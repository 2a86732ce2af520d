//! Opaque identifiers for todos and their satellite records
//!
//! ID Format:
//! - Todo IDs: `td-{7-char-hash}` (e.g., `td-7f2b4c1`)
//! - Project IDs: `p-{7-char-hash}`
//! - Tag IDs: `tg-{7-char-hash}`
//! - Subtask IDs: `st-{7-char-hash}`
//! - Activity IDs: `ac-{7-char-hash}`
//!
//! Hash is derived from a seed (usually the title), the creation timestamp and
//! a process-local counter. Generated IDs carry a prefix, but IDs are opaque:
//! any non-empty string without whitespace parses, so records created by other
//! tools keep working.

use std::fmt;
use std::str::FromStr;
use std::sync::atomic::{AtomicU64, Ordering};

use chrono::{DateTime, Utc};
use serde::{Deserialize, Serialize};
use thiserror::Error;

#[derive(Debug, Error, PartialEq)]
pub enum IdError {
    #[error("ID must not be empty")]
    Empty,

    #[error("Invalid ID '{0}': IDs must not contain whitespace")]
    Whitespace(String),
}

static SEQUENCE: AtomicU64 = AtomicU64::new(0);

/// Generates a 7-character hash from seed, timestamp and a process-local sequence
fn generate_hash(seed: &str, timestamp: DateTime<Utc>) -> String {
    let seq = SEQUENCE.fetch_add(1, Ordering::Relaxed);
    let input = format!(
        "{}{}{}",
        seed,
        timestamp.timestamp_nanos_opt().unwrap_or(0),
        seq
    );
    let hash = blake3::hash(input.as_bytes());
    let hex = hash.to_hex();
    hex[..7].to_string()
}

fn validate(raw: &str) -> Result<String, IdError> {
    let s = raw.trim();
    if s.is_empty() {
        return Err(IdError::Empty);
    }
    if s.chars().any(char::is_whitespace) {
        return Err(IdError::Whitespace(s.to_string()));
    }
    Ok(s.to_string())
}

macro_rules! opaque_id {
    ($(#[$meta:meta])* $name:ident, $prefix:literal) => {
        $(#[$meta])*
        #[derive(Debug, Clone, PartialEq, Eq, Hash, PartialOrd, Ord, Serialize, Deserialize)]
        #[serde(try_from = "String", into = "String")]
        pub struct $name(String);

        impl $name {
            /// Prefix used for generated IDs
            pub const PREFIX: &'static str = $prefix;

            /// Generates a fresh ID from a seed and timestamp
            pub fn generate(seed: &str, timestamp: DateTime<Utc>) -> Self {
                Self(format!("{}-{}", $prefix, generate_hash(seed, timestamp)))
            }

            /// Returns the ID as a string slice
            pub fn as_str(&self) -> &str {
                &self.0
            }
        }

        impl fmt::Display for $name {
            fn fmt(&self, f: &mut fmt::Formatter<'_>) -> fmt::Result {
                f.pad(&self.0)
            }
        }

        impl FromStr for $name {
            type Err = IdError;

            fn from_str(s: &str) -> Result<Self, Self::Err> {
                validate(s).map(Self)
            }
        }

        impl TryFrom<String> for $name {
            type Error = IdError;

            fn try_from(value: String) -> Result<Self, Self::Error> {
                value.parse()
            }
        }

        impl From<$name> for String {
            fn from(id: $name) -> Self {
                id.0
            }
        }
    };
}

opaque_id!(
    /// Identifier of a todo
    TodoId,
    "td"
);

opaque_id!(
    /// Identifier of a project
    ProjectId,
    "p"
);

opaque_id!(
    /// Identifier of a tag
    TagId,
    "tg"
);

opaque_id!(
    /// Identifier of a subtask
    SubtaskId,
    "st"
);

opaque_id!(
    /// Identifier of an activity record
    ActivityId,
    "ac"
);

■ Your task:
When you reply, retype each line exactly as it appears above.

■ Exercise response:
repository 2a86732ce2af520d
//! Opaque identifiers for todos and their satellite records
//!
//! ID Format:
//! - Todo IDs: `td-{7-char-hash}` (e.g., `td-7f2b4c1`)
//! - Project IDs: `p-{7-char-hash}`
//! - Tag IDs: `tg-{7-char-hash}`
//! - Subtask IDs: `st-{7-char-hash}`
//! - Activity IDs: `ac-{7-char-hash}`
//!
//! Hash is derived from a seed (usually the title), the creation timestamp and
//! a process-local counter. Generated IDs carry a prefix, but IDs are opaque:
//! any non-empty string without whitespace parses, so records created by other
//! tools keep working.

use std::fmt;
use std::str::FromStr;
use std::sync::atomic::{AtomicU64, Ordering};

use chrono::{DateTime, Utc};
use serde::{Deserialize, Serialize};
use thiserror::Error;

#[derive(Debug, Error, PartialEq)]
pub enum IdError {
    #[error("ID must not be empty")]
    Empty,

    #[error("Invalid ID '{0}': IDs must not contain whitespace")]
    Whitespace(String),
}

static SEQUENCE: AtomicU64 = AtomicU64::new(0);

/// Generates a 7-character hash from seed, timestamp and a process-local sequence
fn generate_hash(seed: &str, timestamp: DateTime<Utc>) -> String {
    let seq = SEQUENCE.fetch_add(1, Ordering::Relaxed);
    let input = format!(
        "{}{}{}",
        seed,
        timestamp.timestamp_nanos_opt().unwrap_or(0),
        seq
    );
    let hash = blake3::hash(input.as_bytes());
    let hex = hash.to_hex();
    hex[..7].to_string()
}

fn validate(raw: &str) -> Result<String, IdError> {
    let s = raw.trim();
    if s.is_empty() {
        return Err(IdError::Empty);
    }
    if s.chars().any(char::is_whitespace) {
        return Err(IdError::Whitespace(s.to_string()));
    }
    Ok(s.to_string())
}

macro_rules! opaque_id {
    ($(#[$meta:meta])* $name:ident, $prefix:literal) => {
        $(#[$meta])*
        #[derive(Debug, Clone, PartialEq, Eq, Hash, PartialOrd, Ord, Serialize, Deserialize)]
        #[serde(try_from = "String", into = "String")]
        pub struct $name(String);

        impl $name {
            /// Prefix used for generated IDs
            pub const PREFIX: &'static str = $prefix;

            /// Generates a fresh ID from a seed and timestamp
            pub fn generate(seed: &str, timestamp: DateTime<Utc>) -> Self {
                Self(format!("{}-{}", $prefix, generate_hash(seed, timestamp)))
            }

            /// Returns the ID as a string slice
            pub fn as_str(&self) -> &str {
                &self.0
            }
        }

        impl fmt::Display for $name {
            fn fmt(&self, f: &mut fmt::Formatter<'_>) -> fmt::Result {
                f.pad(&self.0)
            }
        }

        impl FromStr for $name {
            type Err = IdError;

            fn from_str(s: &str) -> Result<Self, Self::Err> {
                validate(s).map(Self)
            }
        }

        impl TryFrom<String> for $name {
            type Error = IdError;

            fn try_from(value: String) -> Result<Self, Self::Error> {
                value.parse()
            }
        }

        impl From<$name> for String {
            fn from(id: $name) -> Self {
                id.0
            }
        }
    };
}

opaque_id!(
    /// Identifier of a todo
    TodoId,
    "td"
);

opaque_id!(
    /// Identifier of a project
    ProjectId,
    "p"
);

opaque_id!(
    /// Identifier of a tag
    TagId,
    "tg"
);

opaque_id!(
    /// Identifier of a subtask
    SubtaskId,
    "st"
);

opaque_id!(
    /// Identifier of an activity record
    ActivityId,
    "ac"
);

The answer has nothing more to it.